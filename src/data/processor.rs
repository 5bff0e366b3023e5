//! Data Processor Module
//! Row-wise derived series: deflated expense, expense per employee and
//! year-over-year real growth.

use crate::data::merge::RegionYearRecord;
use std::collections::HashMap;
use thiserror::Error;
use tracing::info;

#[derive(Error, Debug)]
pub enum ProcessorError {
    #[error("Base year {0} is not present in the CPI table")]
    MissingBaseYear(i32),
    #[error("CPI at base year {year} must be positive, got {value}")]
    InvalidBaseCpi { year: i32, value: f64 },
}

/// Merged record plus derived metrics; missing values are `None`.
#[derive(Debug, Clone, PartialEq)]
pub struct DerivedRecord {
    pub record: RegionYearRecord,
    pub real_expense: Option<f64>,
    pub expense_per_employee: Option<f64>,
    pub real_growth: Option<f64>,
}

/// Deflator: base-year CPI over current-year CPI.
pub fn deflator(base_cpi: f64, current_cpi: f64) -> Option<f64> {
    if current_cpi > 0.0 && current_cpi.is_finite() && base_cpi.is_finite() {
        Some(base_cpi / current_cpi)
    } else {
        None
    }
}

pub fn real_value(nominal: f64, base_cpi: f64, current_cpi: Option<f64>) -> Option<f64> {
    current_cpi
        .and_then(|cpi| deflator(base_cpi, cpi))
        .map(|d| nominal * d)
        .filter(|v| v.is_finite())
}

/// Undefined for zero or missing headcount.
pub fn per_employee(value: Option<f64>, employees: Option<f64>) -> Option<f64> {
    match (value, employees) {
        (Some(v), Some(n)) if n != 0.0 && n.is_finite() => Some(v / n).filter(|r| r.is_finite()),
        _ => None,
    }
}

pub fn growth_rate(previous: Option<f64>, current: Option<f64>) -> Option<f64> {
    match (previous, current) {
        (Some(p), Some(c)) if p != 0.0 => Some((c - p) / p),
        _ => None,
    }
}

/// Computes derived series from merged records.
pub struct DataProcessor;

impl DataProcessor {
    /// Base-year CPI from the annual CPI table.
    pub fn base_cpi(cpi_by_year: &HashMap<i32, f64>, base_year: i32) -> Result<f64, ProcessorError> {
        let value = *cpi_by_year
            .get(&base_year)
            .ok_or(ProcessorError::MissingBaseYear(base_year))?;
        if value <= 0.0 || !value.is_finite() {
            return Err(ProcessorError::InvalidBaseCpi {
                year: base_year,
                value,
            });
        }
        Ok(value)
    }

    /// Derive all metrics. Input need not be sorted.
    pub fn derive(records: &[RegionYearRecord], base_cpi: f64) -> Vec<DerivedRecord> {
        let mut derived: Vec<DerivedRecord> = records
            .iter()
            .map(|record| {
                let real_expense = real_value(record.nominal_expense, base_cpi, record.cpi);
                DerivedRecord {
                    record: record.clone(),
                    real_expense,
                    expense_per_employee: per_employee(real_expense, record.employees),
                    real_growth: None,
                }
            })
            .collect();

        derived.sort_by(|a, b| {
            a.record
                .region
                .cmp(&b.record.region)
                .then(a.record.year.cmp(&b.record.year))
        });

        let real_by_key: HashMap<(String, i32), Option<f64>> = derived
            .iter()
            .map(|d| ((d.record.region.clone(), d.record.year), d.real_expense))
            .collect();

        for d in &mut derived {
            let previous = real_by_key
                .get(&(d.record.region.clone(), d.record.year - 1))
                .copied()
                .flatten();
            d.real_growth = growth_rate(previous, d.real_expense);
        }

        let missing = derived
            .iter()
            .filter(|d| d.expense_per_employee.is_none())
            .count();
        info!(
            rows = derived.len(),
            missing_per_employee = missing,
            "derived regional metrics"
        );
        derived
    }

    /// Unique regions in sorted order.
    pub fn regions(derived: &[DerivedRecord]) -> Vec<String> {
        let mut regions: Vec<String> = derived.iter().map(|d| d.record.region.clone()).collect();
        regions.sort();
        regions.dedup();
        regions
    }

    /// (year, value) points of one series for one region.
    pub fn series_for_region<F>(derived: &[DerivedRecord], region: &str, value: F) -> Vec<[f64; 2]>
    where
        F: Fn(&DerivedRecord) -> Option<f64>,
    {
        derived
            .iter()
            .filter(|d| d.record.region == region)
            .filter_map(|d| value(d).map(|v| [d.record.year as f64, v]))
            .collect()
    }

    /// Non-missing expense-per-employee values grouped by region.
    pub fn per_employee_by_region(derived: &[DerivedRecord]) -> HashMap<String, Vec<f64>> {
        let mut grouped: HashMap<String, Vec<f64>> = HashMap::new();
        for d in derived {
            if let Some(v) = d.expense_per_employee {
                grouped.entry(d.record.region.clone()).or_default().push(v);
            }
        }
        grouped
    }
}

#[cfg(test)]
mod tests {
    use super::*;

    fn record(region: &str, year: i32, nominal: f64, cpi: f64, employees: f64) -> RegionYearRecord {
        RegionYearRecord {
            region: region.to_string(),
            year,
            nominal_expense: nominal,
            cpi: Some(cpi),
            employees: Some(employees),
        }
    }

    #[test]
    fn deflates_to_base_year_prices() {
        let real = real_value(1100.0, 100.0, Some(110.0)).unwrap();
        assert!((real - 1000.0).abs() < 1e-9);
    }

    #[test]
    fn real_equals_nominal_at_base_prices() {
        for nominal in [0.0, 1.0, 1234.5, 9.9e9] {
            assert_eq!(real_value(nominal, 104.2, Some(104.2)), Some(nominal));
        }
    }

    #[test]
    fn zero_employees_is_missing_not_infinite() {
        assert_eq!(per_employee(Some(1000.0), Some(0.0)), None);
        assert_eq!(per_employee(Some(1000.0), None), None);
        assert_eq!(per_employee(None, Some(10.0)), None);
        assert_eq!(per_employee(Some(1000.0), Some(8.0)), Some(125.0));
    }

    #[test]
    fn missing_or_nonpositive_cpi_gives_missing_real_value() {
        assert_eq!(real_value(100.0, 100.0, None), None);
        assert_eq!(real_value(100.0, 100.0, Some(0.0)), None);
        assert_eq!(real_value(100.0, 100.0, Some(-5.0)), None);
    }

    #[test]
    fn base_cpi_must_exist() {
        let mut cpi = HashMap::new();
        cpi.insert(2015, 100.0);
        assert_eq!(DataProcessor::base_cpi(&cpi, 2015).unwrap(), 100.0);
        assert!(matches!(
            DataProcessor::base_cpi(&cpi, 2010),
            Err(ProcessorError::MissingBaseYear(2010))
        ));
    }

    #[test]
    fn derive_computes_growth_within_region_only() {
        let records = vec![
            record("South", 2016, 1100.0, 110.0, 10.0),
            record("North", 2015, 1000.0, 100.0, 10.0),
            record("North", 2016, 1320.0, 110.0, 0.0),
            record("North", 2018, 1000.0, 100.0, 5.0),
        ];

        let derived = DataProcessor::derive(&records, 100.0);
        assert_eq!(derived.len(), 4);

        let north_2016 = &derived[1];
        assert_eq!(north_2016.record.year, 2016);
        assert!((north_2016.real_expense.unwrap() - 1200.0).abs() < 1e-9);
        assert_eq!(north_2016.expense_per_employee, None);
        let growth = north_2016.real_growth.unwrap();
        assert!((growth - 0.2).abs() < 1e-12);

        // 2017 is absent, so 2018 has no growth.
        assert_eq!(derived[2].record.year, 2018);
        assert_eq!(derived[2].real_growth, None);
        assert_eq!(derived[2].expense_per_employee, Some(200.0));

        // First year of a region has no predecessor.
        assert_eq!(derived[3].record.region, "South");
        assert_eq!(derived[3].real_growth, None);
    }

    #[test]
    fn series_and_grouping_skip_missing_values() {
        let records = vec![
            record("North", 2015, 1000.0, 100.0, 10.0),
            record("North", 2016, 1100.0, 110.0, 0.0),
        ];
        let derived = DataProcessor::derive(&records, 100.0);

        let series = DataProcessor::series_for_region(&derived, "North", |d| d.expense_per_employee);
        assert_eq!(series, vec![[2015.0, 100.0]]);

        let grouped = DataProcessor::per_employee_by_region(&derived);
        assert_eq!(grouped["North"], vec![100.0]);
        assert_eq!(DataProcessor::regions(&derived), vec!["North".to_string()]);
    }
}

·····

● WHAT YOU WILL DO: Out of the data above, give again only the lines starting at the one holding "assert!((real - 1000.0).abs()" and ending at the one holding "let mut cpi = HashMap::new();", unchanged.

● RESPONSE FOR THIS EXERCISE:
        assert!((real - 1000.0).abs() < 1e-9);
    }

    #[test]
    fn real_equals_nominal_at_base_prices() {
        for nominal in [0.0, 1.0, 1234.5, 9.9e9] {
            assert_eq!(real_value(nominal, 104.2, Some(104.2)), Some(nominal));
        }
    }

    #[test]
    fn zero_employees_is_missing_not_infinite() {
        assert_eq!(per_employee(Some(1000.0), Some(0.0)), None);
        assert_eq!(per_employee(Some(1000.0), None), None);
        assert_eq!(per_employee(None, Some(10.0)), None);
        assert_eq!(per_employee(Some(1000.0), Some(8.0)), Some(125.0));
    }

    #[test]
    fn missing_or_nonpositive_cpi_gives_missing_real_value() {
        assert_eq!(real_value(100.0, 100.0, None), None);
        assert_eq!(real_value(100.0, 100.0, Some(0.0)), None);
        assert_eq!(real_value(100.0, 100.0, Some(-5.0)), None);
    }

    #[test]
    fn base_cpi_must_exist() {
        let mut cpi = HashMap::new();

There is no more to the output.